TASK TO CARRY OUT: Copy out the records again. Change nothing.

········

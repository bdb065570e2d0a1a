//! Row → wire conversions. Corrupt columns are logged and replaced with
//! defaults rather than failing the whole response.

use std::collections::HashMap;

use chrono::{DateTime, Utc};
use tracing::warn;
use uuid::Uuid;

use murmur_db::models::{
    CommentRow, ConversationRow, LikeRow, MessageRow, ParticipantRow, PostRow, ReactionRow, UserRow,
};
use murmur_types::api::{
    CommentResponse, ConversationResponse, MessageResponse, PostResponse, ReactionGroup, UserProfile,
    UserSummary,
};
use murmur_types::models::{DeliveryStatus, Gender, MessageKind};

pub fn parse_id(raw: &str, what: &str) -> Uuid {
    raw.parse().unwrap_or_else(|e| {
        warn!("Corrupt {} '{}': {}", what, raw, e);
        Uuid::default()
    })
}

pub fn parse_timestamp(raw: &str) -> DateTime<Utc> {
    raw.parse::<DateTime<Utc>>().unwrap_or_else(|e| {
        warn!("Corrupt timestamp '{}': {}", raw, e);
        DateTime::default()
    })
}

pub fn parse_gender(raw: &str) -> Gender {
    Gender::parse(raw).unwrap_or_else(|| {
        warn!("Unknown gender '{}'", raw);
        Gender::default()
    })
}

pub fn user_profile(row: &UserRow) -> UserProfile {
    UserProfile {
        id: parse_id(&row.id, "user id"),
        username: row.username.clone(),
        gender: parse_gender(&row.gender),
        vibe: row.vibe.clone(),
        accent_color: row.accent_color.clone(),
        chat_wallpaper: row.chat_wallpaper.clone(),
        sounds_enabled: row.sounds_enabled,
        profile_pic: row.profile_pic.clone(),
        bio: row.bio.clone(),
        last_active: parse_timestamp(&row.last_active),
        created_at: parse_timestamp(&row.created_at),
    }
}

pub fn user_summary(row: &UserRow) -> UserSummary {
    UserSummary {
        id: parse_id(&row.id, "user id"),
        username: row.username.clone(),
        gender: parse_gender(&row.gender),
        vibe: row.vibe.clone(),
        accent_color: row.accent_color.clone(),
        profile_pic: row.profile_pic.clone(),
    }
}

/// Placeholder author for rows whose user has vanished.
fn unknown_user(id: &str) -> UserSummary {
    UserSummary {
        id: parse_id(id, "user id"),
        username: "unknown".to_string(),
        gender: Gender::default(),
        vibe: String::new(),
        accent_color: String::new(),
        profile_pic: String::new(),
    }
}

/// Build conversation responses, attaching each conversation's participants
/// in participant order.
pub fn conversations(rows: Vec<ConversationRow>, participants: Vec<ParticipantRow>) -> Vec<ConversationResponse> {
    let mut by_conversation: HashMap<String, Vec<UserSummary>> = HashMap::new();
    for p in &participants {
        by_conversation
            .entry(p.conversation_id.clone())
            .or_default()
            .push(user_summary(&p.user));
    }

    rows.into_iter()
        .map(|row| ConversationResponse {
            id: parse_id(&row.id, "conversation id"),
            participants: by_conversation.remove(&row.id).unwrap_or_default(),
            title: row.title,
            is_group: row.is_group,
            avatar: row.avatar,
            last_message: row.last_message,
            created_at: parse_timestamp(&row.created_at),
            updated_at: parse_timestamp(&row.updated_at),
        })
        .collect()
}

/// Group reactions by message_id -> emoji -> user_ids, keeping first-seen order.
fn group_reactions(reaction_rows: &[ReactionRow]) -> HashMap<String, Vec<ReactionGroup>> {
    let mut map: HashMap<String, Vec<ReactionGroup>> = HashMap::new();
    for r in reaction_rows {
        let groups = map.entry(r.message_id.clone()).or_default();
        let user_id = parse_id(&r.user_id, "reaction user id");
        match groups.iter_mut().find(|g| g.emoji == r.emoji) {
            Some(group) => {
                group.user_ids.push(user_id);
                group.count += 1;
            }
            None => groups.push(ReactionGroup {
                emoji: r.emoji.clone(),
                count: 1,
                user_ids: vec![user_id],
            }),
        }
    }
    map
}

pub fn reaction_groups(reaction_rows: &[ReactionRow]) -> Vec<ReactionGroup> {
    group_reactions(reaction_rows).into_values().flatten().collect()
}

pub fn messages(rows: Vec<MessageRow>, reaction_rows: &[ReactionRow]) -> Vec<MessageResponse> {
    let mut reactions = group_reactions(reaction_rows);
    rows.into_iter()
        .map(|row| {
            let groups = reactions.remove(&row.id).unwrap_or_default();
            message(row, groups)
        })
        .collect()
}

pub fn message(row: MessageRow, reactions: Vec<ReactionGroup>) -> MessageResponse {
    let kind = MessageKind::parse(&row.kind).unwrap_or_else(|| {
        warn!("Unknown kind '{}' on message '{}'", row.kind, row.id);
        MessageKind::default()
    });
    let status = DeliveryStatus::parse(&row.status).unwrap_or_else(|| {
        warn!("Unknown status '{}' on message '{}'", row.status, row.id);
        DeliveryStatus::default()
    });

    MessageResponse {
        id: parse_id(&row.id, "message id"),
        conversation_id: parse_id(&row.conversation_id, "conversation id"),
        sender_id: parse_id(&row.sender_id, "sender id"),
        sender_username: row.sender_username,
        text: row.text,
        kind,
        content_url: row.content_url,
        reply_to: row.reply_to.as_deref().map(|id| parse_id(id, "reply_to")),
        is_secret: row.is_secret,
        status,
        reactions,
        is_starred: row.is_starred,
        is_deleted: row.is_deleted,
        created_at: parse_timestamp(&row.created_at),
    }
}

/// Everything needed to render posts, fetched in batches.
pub struct PostParts {
    pub posts: Vec<PostRow>,
    pub authors: Vec<UserRow>,
    pub likes: Vec<LikeRow>,
    pub comments: Vec<CommentRow>,
}

pub fn posts(parts: PostParts) -> Vec<PostResponse> {
    let authors: HashMap<&str, &UserRow> = parts.authors.iter().map(|u| (u.id.as_str(), u)).collect();
    let summary = |id: &str| authors.get(id).map(|u| user_summary(u)).unwrap_or_else(|| unknown_user(id));

    let mut likes: HashMap<&str, Vec<Uuid>> = HashMap::new();
    for like in &parts.likes {
        likes
            .entry(like.post_id.as_str())
            .or_default()
            .push(parse_id(&like.user_id, "like user id"));
    }

    let mut comments: HashMap<&str, Vec<CommentResponse>> = HashMap::new();
    for c in &parts.comments {
        comments.entry(c.post_id.as_str()).or_default().push(CommentResponse {
            id: parse_id(&c.id, "comment id"),
            author: summary(&c.author_id),
            text: c.text.clone(),
            created_at: parse_timestamp(&c.created_at),
        });
    }

    parts
        .posts
        .iter()
        .map(|p| PostResponse {
            id: parse_id(&p.id, "post id"),
            author: summary(&p.author_id),
            image: p.image.clone(),
            caption: p.caption.clone(),
            likes: likes.remove(p.id.as_str()).unwrap_or_default(),
            comments: comments.remove(p.id.as_str()).unwrap_or_default(),
            created_at: parse_timestamp(&p.created_at),
        })
        .collect()
}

········

WRITTEN RESPONSE:
repository bdb065570e2d0a1a
//! Row → wire conversions. Corrupt columns are logged and replaced with
//! defaults rather than failing the whole response.

use std::collections::HashMap;

use chrono::{DateTime, Utc};
use tracing::warn;
use uuid::Uuid;

use murmur_db::models::{
    CommentRow, ConversationRow, LikeRow, MessageRow, ParticipantRow, PostRow, ReactionRow, UserRow,
};
use murmur_types::api::{
    CommentResponse, ConversationResponse, MessageResponse, PostResponse, ReactionGroup, UserProfile,
    UserSummary,
};
use murmur_types::models::{DeliveryStatus, Gender, MessageKind};

pub fn parse_id(raw: &str, what: &str) -> Uuid {
    raw.parse().unwrap_or_else(|e| {
        warn!("Corrupt {} '{}': {}", what, raw, e);
        Uuid::default()
    })
}

pub fn parse_timestamp(raw: &str) -> DateTime<Utc> {
    raw.parse::<DateTime<Utc>>().unwrap_or_else(|e| {
        warn!("Corrupt timestamp '{}': {}", raw, e);
        DateTime::default()
    })
}

pub fn parse_gender(raw: &str) -> Gender {
    Gender::parse(raw).unwrap_or_else(|| {
        warn!("Unknown gender '{}'", raw);
        Gender::default()
    })
}

pub fn user_profile(row: &UserRow) -> UserProfile {
    UserProfile {
        id: parse_id(&row.id, "user id"),
        username: row.username.clone(),
        gender: parse_gender(&row.gender),
        vibe: row.vibe.clone(),
        accent_color: row.accent_color.clone(),
        chat_wallpaper: row.chat_wallpaper.clone(),
        sounds_enabled: row.sounds_enabled,
        profile_pic: row.profile_pic.clone(),
        bio: row.bio.clone(),
        last_active: parse_timestamp(&row.last_active),
        created_at: parse_timestamp(&row.created_at),
    }
}

pub fn user_summary(row: &UserRow) -> UserSummary {
    UserSummary {
        id: parse_id(&row.id, "user id"),
        username: row.username.clone(),
        gender: parse_gender(&row.gender),
        vibe: row.vibe.clone(),
        accent_color: row.accent_color.clone(),
        profile_pic: row.profile_pic.clone(),
    }
}

/// Placeholder author for rows whose user has vanished.
fn unknown_user(id: &str) -> UserSummary {
    UserSummary {
        id: parse_id(id, "user id"),
        username: "unknown".to_string(),
        gender: Gender::default(),
        vibe: String::new(),
        accent_color: String::new(),
        profile_pic: String::new(),
    }
}

/// Build conversation responses, attaching each conversation's participants
/// in participant order.
pub fn conversations(rows: Vec<ConversationRow>, participants: Vec<ParticipantRow>) -> Vec<ConversationResponse> {
    let mut by_conversation: HashMap<String, Vec<UserSummary>> = HashMap::new();
    for p in &participants {
        by_conversation
            .entry(p.conversation_id.clone())
            .or_default()
            .push(user_summary(&p.user));
    }

    rows.into_iter()
        .map(|row| ConversationResponse {
            id: parse_id(&row.id, "conversation id"),
            participants: by_conversation.remove(&row.id).unwrap_or_default(),
            title: row.title,
            is_group: row.is_group,
            avatar: row.avatar,
            last_message: row.last_message,
            created_at: parse_timestamp(&row.created_at),
            updated_at: parse_timestamp(&row.updated_at),
        })
        .collect()
}

/// Group reactions by message_id -> emoji -> user_ids, keeping first-seen order.
fn group_reactions(reaction_rows: &[ReactionRow]) -> HashMap<String, Vec<ReactionGroup>> {
    let mut map: HashMap<String, Vec<ReactionGroup>> = HashMap::new();
    for r in reaction_rows {
        let groups = map.entry(r.message_id.clone()).or_default();
        let user_id = parse_id(&r.user_id, "reaction user id");
        match groups.iter_mut().find(|g| g.emoji == r.emoji) {
            Some(group) => {
                group.user_ids.push(user_id);
                group.count += 1;
            }
            None => groups.push(ReactionGroup {
                emoji: r.emoji.clone(),
                count: 1,
                user_ids: vec![user_id],
            }),
        }
    }
    map
}

pub fn reaction_groups(reaction_rows: &[ReactionRow]) -> Vec<ReactionGroup> {
    group_reactions(reaction_rows).into_values().flatten().collect()
}

pub fn messages(rows: Vec<MessageRow>, reaction_rows: &[ReactionRow]) -> Vec<MessageResponse> {
    let mut reactions = group_reactions(reaction_rows);
    rows.into_iter()
        .map(|row| {
            let groups = reactions.remove(&row.id).unwrap_or_default();
            message(row, groups)
        })
        .collect()
}

pub fn message(row: MessageRow, reactions: Vec<ReactionGroup>) -> MessageResponse {
    let kind = MessageKind::parse(&row.kind).unwrap_or_else(|| {
        warn!("Unknown kind '{}' on message '{}'", row.kind, row.id);
        MessageKind::default()
    });
    let status = DeliveryStatus::parse(&row.status).unwrap_or_else(|| {
        warn!("Unknown status '{}' on message '{}'", row.status, row.id);
        DeliveryStatus::default()
    });

    MessageResponse {
        id: parse_id(&row.id, "message id"),
        conversation_id: parse_id(&row.conversation_id, "conversation id"),
        sender_id: parse_id(&row.sender_id, "sender id"),
        sender_username: row.sender_username,
        text: row.text,
        kind,
        content_url: row.content_url,
        reply_to: row.reply_to.as_deref().map(|id| parse_id(id, "reply_to")),
        is_secret: row.is_secret,
        status,
        reactions,
        is_starred: row.is_starred,
        is_deleted: row.is_deleted,
        created_at: parse_timestamp(&row.created_at),
    }
}

/// Everything needed to render posts, fetched in batches.
pub struct PostParts {
    pub posts: Vec<PostRow>,
    pub authors: Vec<UserRow>,
    pub likes: Vec<LikeRow>,
    pub comments: Vec<CommentRow>,
}

pub fn posts(parts: PostParts) -> Vec<PostResponse> {
    let authors: HashMap<&str, &UserRow> = parts.authors.iter().map(|u| (u.id.as_str(), u)).collect();
    let summary = |id: &str| authors.get(id).map(|u| user_summary(u)).unwrap_or_else(|| unknown_user(id));

    let mut likes: HashMap<&str, Vec<Uuid>> = HashMap::new();
    for like in &parts.likes {
        likes
            .entry(like.post_id.as_str())
            .or_default()
            .push(parse_id(&like.user_id, "like user id"));
    }

    let mut comments: HashMap<&str, Vec<CommentResponse>> = HashMap::new();
    for c in &parts.comments {
        comments.entry(c.post_id.as_str()).or_default().push(CommentResponse {
            id: parse_id(&c.id, "comment id"),
            author: summary(&c.author_id),
            text: c.text.clone(),
            created_at: parse_timestamp(&c.created_at),
        });
    }

    parts
        .posts
        .iter()
        .map(|p| PostResponse {
            id: parse_id(&p.id, "post id"),
            author: summary(&p.author_id),
            image: p.image.clone(),
            caption: p.caption.clone(),
            likes: likes.remove(p.id.as_str()).unwrap_or_default(),
            comments: comments.remove(p.id.as_str()).unwrap_or_default(),
            created_at: parse_timestamp(&p.created_at),
        })
        .collect()
}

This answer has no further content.